**Task goal**
Would you copy all lines in the data that contain the word "Fixed"?

**Provided records**
● ● ● ● ●

use serde::{Deserialize, Serialize};
use utoipa::ToSchema;

use crate::HealthStatus;

#[derive(Debug, Clone, PartialEq, Serialize, Deserialize, ToSchema)]
#[serde(rename_all = "camelCase")]
pub struct PathDescriptor {
    pub id: String,
    pub name: String,
    pub description: String,
    pub steps: Vec<String>,
    pub status: HealthStatus,
    pub efficiency: u32,
    pub executions: u64,
    pub last_execution: String,
    pub average_time: String,
    pub error_rate: f64,
}

#[derive(Debug, Clone, PartialEq, Serialize, Deserialize, ToSchema)]
#[serde(rename_all = "camelCase")]
pub struct NetworkSummary {
    pub total_connections: u32,
    pub active_flows: u32,
    pub bandwidth: String,
    pub latency: String,
}

/// `GET /api/paths`
#[derive(Debug, Clone, PartialEq, Serialize, Deserialize, ToSchema)]
pub struct PathsReport {
    pub timestamp: String,
    pub paths: Vec<PathDescriptor>,
    pub network: NetworkSummary,
}

/// `GET /api/paths/{id}`
#[derive(Debug, Clone, PartialEq, Serialize, Deserialize, ToSchema)]
pub struct PathReport {
    pub timestamp: String,
    pub path: PathDescriptor,
}

#[derive(Debug, Clone, Copy, PartialEq, Eq, Serialize, Deserialize, ToSchema)]
#[serde(rename_all = "lowercase")]
pub enum ExecutionState {
    Pending,
    Running,
    Completed,
    Failed,
}

#[derive(Debug, Clone, PartialEq, Serialize, Deserialize, ToSchema)]
#[serde(rename_all = "camelCase")]
pub struct ExecutionStep {
    pub name: String,
    pub status: ExecutionState,
    pub start_time: Option<String>,
    pub end_time: Option<String>,
}

#[derive(Debug, Clone, PartialEq, Serialize, Deserialize, ToSchema)]
#[serde(rename_all = "camelCase")]
pub struct Execution {
    pub id: String,
    pub path_id: String,
    pub status: ExecutionState,
    pub start_time: String,
    pub steps: Vec<ExecutionStep>,
}

/// `POST /api/paths/{id}/execute`
#[derive(Debug, Clone, PartialEq, Serialize, Deserialize, ToSchema)]
pub struct ExecuteResponse {
    pub message: String,
    pub execution: Execution,
}

#[derive(Debug, Clone, PartialEq, Serialize, Deserialize, ToSchema)]
pub struct NetworkNode {
    pub id: String,
    pub name: String,
    pub status: HealthStatus,
    pub efficiency: u32,
    #[serde(rename = "type")]
    pub kind: String,
}

#[derive(Debug, Clone, PartialEq, Serialize, Deserialize, ToSchema)]
pub struct NetworkEdge {
    pub source: String,
    pub target: String,
    pub strength: f64,
}

/// `GET /api/paths/network/visualization`
#[derive(Debug, Clone, PartialEq, Serialize, Deserialize, ToSchema)]
pub struct NetworkGraph {
    pub nodes: Vec<NetworkNode>,
    pub edges: Vec<NetworkEdge>,
    pub metadata: NetworkSummary,
}
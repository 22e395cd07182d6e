use rust_decimal::Decimal;
use rust_decimal_macros::dec;
use std::time::Duration;

/// Tuning knobs for the job engine.
#[derive(Debug, Clone)]
pub struct EngineConfig {
    /// Amount demanded per job.
    pub price: Decimal,
    /// Payment unit the demand is denominated in.
    pub unit: String,
    /// Minimum length of the trimmed query text.
    pub min_input_len: usize,
    /// Delay between payment status polls in the monitor loop.
    pub poll_interval: Duration,
    /// If set, a monitor that has watched an unpaid job for this long
    /// cancels itself. The job record is left in `awaiting_payment`, exactly
    /// as if the caller had cancelled. `None` means watch indefinitely.
    pub awaiting_payment_timeout: Option<Duration>,
}

impl Default for EngineConfig {
    fn default() -> Self {
        Self {
            price: dec!(10_000_000),
            unit: "lovelace".to_string(),
            min_input_len: 5,
            poll_interval: Duration::from_secs(5),
            awaiting_payment_timeout: None,
        }
    }
}
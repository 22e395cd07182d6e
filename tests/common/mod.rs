use async_trait::async_trait;
use paygate::engine::{JobEngine, StatusView};
use paygate::error::{ExecutionError, ProviderError};
use paygate::executor::TaskExecutor;
use paygate::job::{JobId, PaymentStatus};
use paygate::provider::{DemandDeadlines, DemandRequest, PaymentDemand, PaymentProvider};
use std::collections::HashMap;
use std::sync::Mutex;
use std::sync::atomic::{AtomicUsize, Ordering};
use std::time::Duration;

pub const DEADLINES: DemandDeadlines = DemandDeadlines {
    pay_by_time: 1_700_000_600_000,
    submit_result_time: 1_700_001_200_000,
    unlock_time: 1_700_002_000_000,
    external_dispute_unlock_time: 1_700_003_000_000,
};

/// Scripted payment provider: demands get references `pay_001`, `pay_002`,
/// ... and stay `pending` until the test flips them with [`confirm`].
pub struct MockProvider {
    created: AtomicUsize,
    reject_create: bool,
    statuses: Mutex<HashMap<String, PaymentStatus>>,
    fulfilled: Mutex<Vec<(String, String)>>,
}

impl MockProvider {
    pub fn new() -> Self {
        Self {
            created: AtomicUsize::new(0),
            reject_create: false,
            statuses: Mutex::new(HashMap::new()),
            fulfilled: Mutex::new(Vec::new()),
        }
    }

    pub fn rejecting() -> Self {
        Self {
            reject_create: true,
            ..Self::new()
        }
    }

    pub fn confirm(&self, reference: &str) {
        self.statuses
            .lock()
            .unwrap()
            .insert(reference.to_string(), PaymentStatus::Confirmed);
    }

    pub fn created_demands(&self) -> usize {
        self.created.load(Ordering::SeqCst)
    }

    pub fn fulfillments(&self) -> Vec<(String, String)> {
        self.fulfilled.lock().unwrap().clone()
    }
}

#[async_trait]
impl PaymentProvider for MockProvider {
    async fn create_demand(&self, _request: DemandRequest) -> Result<PaymentDemand, ProviderError> {
        if self.reject_create {
            return Err(ProviderError::Rejected(
                "insufficient agent balance".to_string(),
            ));
        }
        let n = self.created.fetch_add(1, Ordering::SeqCst) + 1;
        Ok(PaymentDemand {
            reference: format!("pay_{n:03}"),
            deadlines: DEADLINES,
        })
    }

    async fn check_status(&self, reference: &str) -> Result<PaymentStatus, ProviderError> {
        Ok(self
            .statuses
            .lock()
            .unwrap()
            .get(reference)
            .copied()
            .unwrap_or(PaymentStatus::Pending))
    }

    async fn fulfill(&self, reference: &str, result: &str) -> Result<(), ProviderError> {
        self.fulfilled
            .lock()
            .unwrap()
            .push((reference.to_string(), result.to_string()));
        Ok(())
    }
}

pub enum Response {
    Fixed(String),
    Echo,
    Fail(String),
}

/// Executor that counts invocations and answers per the scripted response.
pub struct RecordingExecutor {
    calls: AtomicUsize,
    response: Response,
}

impl RecordingExecutor {
    pub fn answering(result: &str) -> Self {
        Self {
            calls: AtomicUsize::new(0),
            response: Response::Fixed(result.to_string()),
        }
    }

    pub fn echoing() -> Self {
        Self {
            calls: AtomicUsize::new(0),
            response: Response::Echo,
        }
    }

    pub fn failing(error: &str) -> Self {
        Self {
            calls: AtomicUsize::new(0),
            response: Response::Fail(error.to_string()),
        }
    }

    pub fn calls(&self) -> usize {
        self.calls.load(Ordering::SeqCst)
    }
}

#[async_trait]
impl TaskExecutor for RecordingExecutor {
    async fn execute(&self, query: &str) -> Result<String, ExecutionError> {
        self.calls.fetch_add(1, Ordering::SeqCst);
        tokio::time::sleep(Duration::from_millis(5)).await;
        match &self.response {
            Response::Fixed(result) => Ok(result.clone()),
            Response::Echo => Ok(format!("answer: {query}")),
            Response::Fail(error) => Err(ExecutionError(error.clone())),
        }
    }
}

/// Poll the engine until the job settles, or fail the test after 2 seconds.
pub async fn wait_for_terminal(engine: &JobEngine, job_id: &JobId) -> StatusView {
    for _ in 0..200 {
        let view = engine.get_status(job_id).await.unwrap();
        if view.status.is_terminal() {
            return view;
        }
        tokio::time::sleep(Duration::from_millis(10)).await;
    }
    panic!("job {job_id} never reached a terminal state");
}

● ● ● ● ●

**Task solution**
    Fixed(String),
            response: Response::Fixed(result.to_string()),
            Response::Fixed(result) => Ok(result.clone()),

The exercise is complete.